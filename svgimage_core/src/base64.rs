//! Lenient base64 decoding for `data:` payloads.
//!
//! Payloads embedded in markup are frequently wrapped, indented, or carry stray padding, so
//! whitespace and `=` are skipped wherever they appear. Anything else outside the standard
//! alphabet rejects the whole payload: the decoder never returns a partial result.

const INVALID: u8 = 0xff;

static REVERSE: [u8; 256] = {
	let mut table = [INVALID; 256];
	let mut i = 0;
	while i < 26 {
		table[b'A' as usize + i] = i as u8;
		table[b'a' as usize + i] = 26 + i as u8;
		i += 1;
	}
	let mut i = 0;
	while i < 10 {
		table[b'0' as usize + i] = 52 + i as u8;
		i += 1;
	}
	table[b'+' as usize] = 62;
	table[b'/' as usize] = 63;
	table
};

/// Whitespace as understood by C's `isspace`, which includes vertical tab.
fn is_skippable(byte: u8) -> bool {
	byte.is_ascii_whitespace() || byte == 0x0b || byte == b'='
}

/// Decodes `input` with the standard alphabet.
///
/// Returns an empty vector if `input` contains any byte that is neither whitespace, `=`, nor a
/// base64 symbol, and also if `input` holds no symbols at all. Callers must treat an empty result
/// as a failed decode.
pub fn decode_lenient(input: &[u8]) -> Vec<u8> {
	let mut output = Vec::with_capacity(input.len() / 4 * 3 + 3);
	let mut accumulator: u32 = 0;
	let mut bits: u32 = 0;

	for &byte in input {
		if is_skippable(byte) {
			continue;
		}
		let value = REVERSE[byte as usize];
		if value == INVALID {
			log::trace!("base64 payload rejected at byte {byte:#04x}");
			return Vec::new();
		}
		accumulator = ((accumulator << 6) | u32::from(value)) & 0x3fff;
		bits += 6;
		if bits >= 8 {
			bits -= 8;
			output.push((accumulator >> bits) as u8);
		}
	}

	output
}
+ + + + +
## [What is needed]
Each line, from the one that holds "let mut bits: u32 = 0;" through the last line of the entries, must be repeated exactly. Leave out everything else.

## [Task output]
	let mut bits: u32 = 0;

	for &byte in input {
		if is_skippable(byte) {
			continue;
		}
		let value = REVERSE[byte as usize];
		if value == INVALID {
			log::trace!("base64 payload rejected at byte {byte:#04x}");
			return Vec::new();
		}
		accumulator = ((accumulator << 6) | u32::from(value)) & 0x3fff;
		bits += 6;
		if bits >= 8 {
			bits -= 8;
			output.push((accumulator >> bits) as u8);
		}
	}

	output
}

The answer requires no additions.